Bakota (Ба́кота) was a historic town (currently a village) in the Halych-Volhynian Kingdom, modern-day Khmelnytskyi Oblast (province) in western Ukraine. The village lies within the Dniester River Valley and is located in the historical Podillia region.
Bakota has an ancient Orthodox cave monastery, which includes ancient frescoes and paintings dating back to the 12th-14th centuries, as well as preserved remains of monks. Local legend has it that the Bakota Cave Monastery was founded by Saint Anthony of Kiev, who also founded the historic Kiev Pechersk Lavra in 1051, now in Kiev (Kyiv), Ukraine. A Paleolithic archaeological site is also located near the village. Bakota is currently part of the National Environmental Park "Podilski Tovtry".
Bakota was first mentioned in the Hypatian Chronicle in the year 1240. When the town was first settled, the town was part of the state of Kievan Rus', until the middle of the 12th century when it became a part of the Halych-Volhynian Kingdom. In the 13th century, Bakota served as the political and administrative center of the Dniester Lowland (Ponyzzia), which was at the time part of Halych-Volhynia. The chronicle also mentions the rule of the Koriatovych dynasty over the area in 1362.
After being ruled by the Koriatovych dynasty, the town was controlled by Algirdas, a monarch of the medieval Grand Duchy of Lithuania. The Lithuanian Chronicle of 1362 mentions that a functioning cave monastery exists within the town. This motivated the construction of fortifications, to protect the town from Crimean Tatar raids. In 1431, Bakota was located and shared between the Grand Duchy of Lithuania and the Kingdom of Poland. Bakota's inhabitants later started a revolt and proclaimed their independence, which was crushed by Poland within three years The town's fortifications and castle were also destroyed.

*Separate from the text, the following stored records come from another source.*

//! Shared domain types.
//!
//! Records mirror the backend's JSON shapes so they can be decoded directly at
//! the HTTP boundary, and the derived types serialize back out for exports.

use std::collections::HashMap;
use std::time::Duration;

use chrono::NaiveDateTime;
use clap::ValueEnum;
use serde::{Deserialize, Serialize};

use crate::domain::nullable;

/// An external health-data source that reports per-day records.
#[derive(Debug, Clone, Copy, PartialEq, Eq, Hash, Serialize, Deserialize, ValueEnum)]
#[serde(rename_all = "lowercase")]
pub enum DataSource {
    #[value(name = "fit2go")]
    Fit2Go,
    #[value(name = "googlefit")]
    GoogleFit,
    #[value(name = "healthconnect")]
    HealthConnect,
}

impl DataSource {
    pub const ALL: [DataSource; 3] = [DataSource::Fit2Go, DataSource::GoogleFit, DataSource::HealthConnect];

    /// Path segment used by `/api/daily/{source}/{date}`.
    pub fn path_segment(self) -> &'static str {
        match self {
            DataSource::Fit2Go => "fit2go",
            DataSource::GoogleFit => "googlefit",
            DataSource::HealthConnect => "healthconnect",
        }
    }

    pub fn display_name(self) -> &'static str {
        match self {
            DataSource::Fit2Go => "Fit2Go",
            DataSource::GoogleFit => "Google Fit",
            DataSource::HealthConnect => "Health Connect",
        }
    }
}

/// One source's view of a single day.
///
/// Every field has a default so that a source which omits fields (or sends
/// `{}`) decodes to an empty record instead of failing the whole day.
#[derive(Debug, Clone, Default, PartialEq, Serialize, Deserialize)]
#[serde(rename_all = "camelCase", default)]
pub struct SourceDailyRecord {
    pub avg_heart_rate: Option<f64>,
    /// Minutes of recorded data; the weight for `avg_heart_rate`.
    pub duration: Option<f64>,
    pub active_time: Option<f64>,
    pub calories: Option<f64>,
    pub steps: Option<u64>,
    #[serde(deserialize_with = "nullable::null_as_default")]
    pub time_slots: Vec<String>,
    /// A `null` level counts as no activity for that slot.
    #[serde(deserialize_with = "nullable::null_as_default")]
    pub activity_levels: HashMap<String, Option<f64>>,
    #[serde(deserialize_with = "nullable::null_as_default")]
    pub heart_rates: HashMap<String, Option<f64>>,
}

/// The merged view of one day across all sources.
#[derive(Debug, Clone, Default, PartialEq, Serialize, Deserialize)]
#[serde(rename_all = "camelCase")]
pub struct IntegratedDailySummary {
    pub avg_heart_rate: Option<f64>,
    pub total_active_time: f64,
    pub total_calories: f64,
    pub total_steps: u64,
    /// Sorted, duplicate-free union of every source's slot keys.
    pub time_slots: Vec<String>,
    /// Aligned with `time_slots`.
    pub activity_level: Vec<f64>,
    /// Aligned with `time_slots`; `None` where no source reported a value.
    pub heart_rate: Vec<Option<f64>>,
}

/// Whether the backend currently has a session open.
#[derive(Debug, Clone, Copy, PartialEq, Eq)]
pub enum SessionStatus {
    Active { session_id: u64 },
    NoActiveSession,
}

/// Latest state of the live session, as returned by `/api/sessions/current`.
#[derive(Debug, Clone, PartialEq)]
pub struct LiveSessionSnapshot {
    pub status: SessionStatus,
    pub start_time: Option<NaiveDateTime>,
    pub current_speed_kmh: f64,
    pub current_rpm: f64,
    pub current_mets: f64,
    pub session_distance_km: f64,
    pub session_calories: f64,
    pub session_time_seconds: u64,
}

impl LiveSessionSnapshot {
    pub fn no_active_session() -> Self {
        Self {
            status: SessionStatus::NoActiveSession,
            start_time: None,
            current_speed_kmh: 0.0,
            current_rpm: 0.0,
            current_mets: 0.0,
            session_distance_km: 0.0,
            session_calories: 0.0,
            session_time_seconds: 0,
        }
    }

    pub fn session_id(&self) -> Option<u64> {
        match self.status {
            SessionStatus::Active { session_id } => Some(session_id),
            SessionStatus::NoActiveSession => None,
        }
    }

    /// Values for the gauges and the distance/calories/time readouts.
    pub fn readout(&self) -> LiveReadout {
        LiveReadout {
            speed_kmh: self.current_speed_kmh,
            rpm: self.current_rpm,
            mets: self.current_mets,
            distance_km: self.session_distance_km,
            calories_kcal: self.session_calories,
            time_seconds: self.session_time_seconds,
        }
    }
}

/// What the live part of the dashboard displays.
#[derive(Debug, Clone, Copy, Default, PartialEq)]
pub struct LiveReadout {
    pub speed_kmh: f64,
    pub rpm: f64,
    pub mets: f64,
    pub distance_km: f64,
    pub calories_kcal: f64,
    pub time_seconds: u64,
}

/// One point of the recent-history chart.
#[derive(Debug, Clone, PartialEq, Serialize, Deserialize)]
pub struct HistorySample {
    #[serde(with = "crate::domain::timestamp")]
    pub timestamp: NaiveDateTime,
    pub speed_kmh: f64,
    pub rpm: f64,
}

/// One 15-minute bucket of `/api/sessions/daily`.
#[derive(Debug, Clone, PartialEq, Serialize, Deserialize)]
pub struct DailyBucket {
    #[serde(with = "crate::domain::timestamp")]
    pub time: NaiveDateTime,
    pub avg_speed: f64,
    pub avg_rpm: f64,
    #[serde(default)]
    pub total_distance: Option<f64>,
    #[serde(default)]
    pub total_calories: Option<f64>,
    #[serde(default)]
    pub point_count: Option<u64>,
}

#[derive(Debug, Clone, Copy, Default, PartialEq, Serialize, Deserialize)]
pub struct CumulativeStats {
    pub total_time_seconds: u64,
    pub total_distance_km: f64,
    pub total_calories_kcal: f64,
}

/// A calendar entry from `/api/sessions/dates`.
#[derive(Debug, Clone, PartialEq, Serialize, Deserialize)]
pub struct SessionSpan {
    pub id: u64,
    #[serde(with = "crate::domain::timestamp")]
    pub start_time: NaiveDateTime,
    #[serde(default, with = "crate::domain::timestamp::option")]
    pub end_time: Option<NaiveDateTime>,
}

#[derive(Debug, Clone, PartialEq, Serialize, Deserialize)]
pub struct DataPoint {
    #[serde(with = "crate::domain::timestamp")]
    pub timestamp: NaiveDateTime,
    #[serde(default)]
    pub speed_kmh: f64,
    #[serde(default)]
    pub rpm: f64,
    #[serde(default)]
    pub distance_km: f64,
    #[serde(default)]
    pub calories_kcal: f64,
    #[serde(default)]
    pub time_seconds: u64,
    #[serde(default)]
    pub mets: f64,
}

/// Full record of one session, from `/api/sessions/{id}`.
#[derive(Debug, Clone, PartialEq, Serialize, Deserialize)]
pub struct SessionDetail {
    pub id: u64,
    #[serde(default)]
    pub device_id: Option<String>,
    #[serde(with = "crate::domain::timestamp")]
    pub start_time: NaiveDateTime,
    #[serde(default, with = "crate::domain::timestamp::option")]
    pub end_time: Option<NaiveDateTime>,
    #[serde(default)]
    pub total_time_seconds: u64,
    #[serde(default)]
    pub total_distance_km: f64,
    #[serde(default)]
    pub total_calories_kcal: f64,
    #[serde(default)]
    pub average_speed_kmh: f64,
    #[serde(default)]
    pub average_rpm: f64,
    #[serde(default)]
    pub average_mets: f64,
    #[serde(default)]
    pub data_points: Vec<DataPoint>,
}

/// Result of pushing a session to one sync target.
#[derive(Debug, Clone, Default, PartialEq, Serialize, Deserialize)]
pub struct TargetOutcome {
    pub success: bool,
    #[serde(default)]
    pub error: Option<String>,
}

/// Per-target outcome of a sync. Targets succeed or fail independently.
#[derive(Debug, Clone, Default, PartialEq, Serialize, Deserialize)]
pub struct SyncResult {
    pub google_fit: TargetOutcome,
    pub health_connect: TargetOutcome,
}

impl SyncResult {
    pub fn targets(&self) -> [(SyncTarget, &TargetOutcome); 2] {
        [
            (SyncTarget::GoogleFit, &self.google_fit),
            (SyncTarget::HealthConnect, &self.health_connect),
        ]
    }
}

#[derive(Debug, Clone, Copy, PartialEq, Eq)]
pub enum SyncTarget {
    GoogleFit,
    HealthConnect,
}

impl SyncTarget {
    pub fn display_name(self) -> &'static str {
        match self {
            SyncTarget::GoogleFit => "Google Fit",
            SyncTarget::HealthConnect => "Health Connect",
        }
    }
}

#[derive(Debug, Clone, Default, PartialEq, Serialize, Deserialize)]
pub struct EndSessionResponse {
    pub success: bool,
    #[serde(default)]
    pub sync_result: Option<SyncResult>,
    #[serde(default)]
    pub error: Option<String>,
}

/// Severity of a user-visible notification.
#[derive(Debug, Clone, Copy, PartialEq, Eq)]
pub enum NotificationLevel {
    Info,
    Success,
    Error,
}

/// A non-blocking message for the user (the dashboard's toasts).
#[derive(Debug, Clone, PartialEq, Eq)]
pub struct Notification {
    pub level: NotificationLevel,
    pub message: String,
}

impl Notification {
    pub fn info(message: impl Into<String>) -> Self {
        Self { level: NotificationLevel::Info, message: message.into() }
    }

    pub fn success(message: impl Into<String>) -> Self {
        Self { level: NotificationLevel::Success, message: message.into() }
    }

    pub fn error(message: impl Into<String>) -> Self {
        Self { level: NotificationLevel::Error, message: message.into() }
    }
}

/// Cadences and options for the live dashboard.
///
/// Derived from CLI flags (plus defaults).
#[derive(Debug, Clone)]
pub struct PollConfig {
    pub live_interval: Duration,
    pub summary_interval: Duration,
    pub cumulative_interval: Duration,
    /// Length of the trailing window fetched for the history chart.
    pub history_window: chrono::Duration,
    /// Passed to `end_session` when a session finishes.
    pub auto_sync: bool,
    /// Stop the loop after this long; `None` runs until killed.
    pub run_for: Option<Duration>,
}

impl Default for PollConfig {
    fn default() -> Self {
        Self {
            live_interval: Duration::from_secs(1),
            summary_interval: Duration::from_secs(60),
            cumulative_interval: Duration::from_secs(60),
            history_window: chrono::Duration::minutes(30),
            auto_sync: true,
            run_for: None,
        }
    }
}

In 1893, in place of a formerly standing church, a new wooden one was constructed, founded by the Episcop of Podillia and Bratslav Dmitry. The church was destroyed in 1960. On October 27, 1981, the village of Bakota was flooded when the New Dniester Hydroelectric Station was built. The village's inhabitants were moved from the area and re-settled not far away. In 1996, large portions of Bakota's rocky hills broke off and buried most of the village's ancient caves.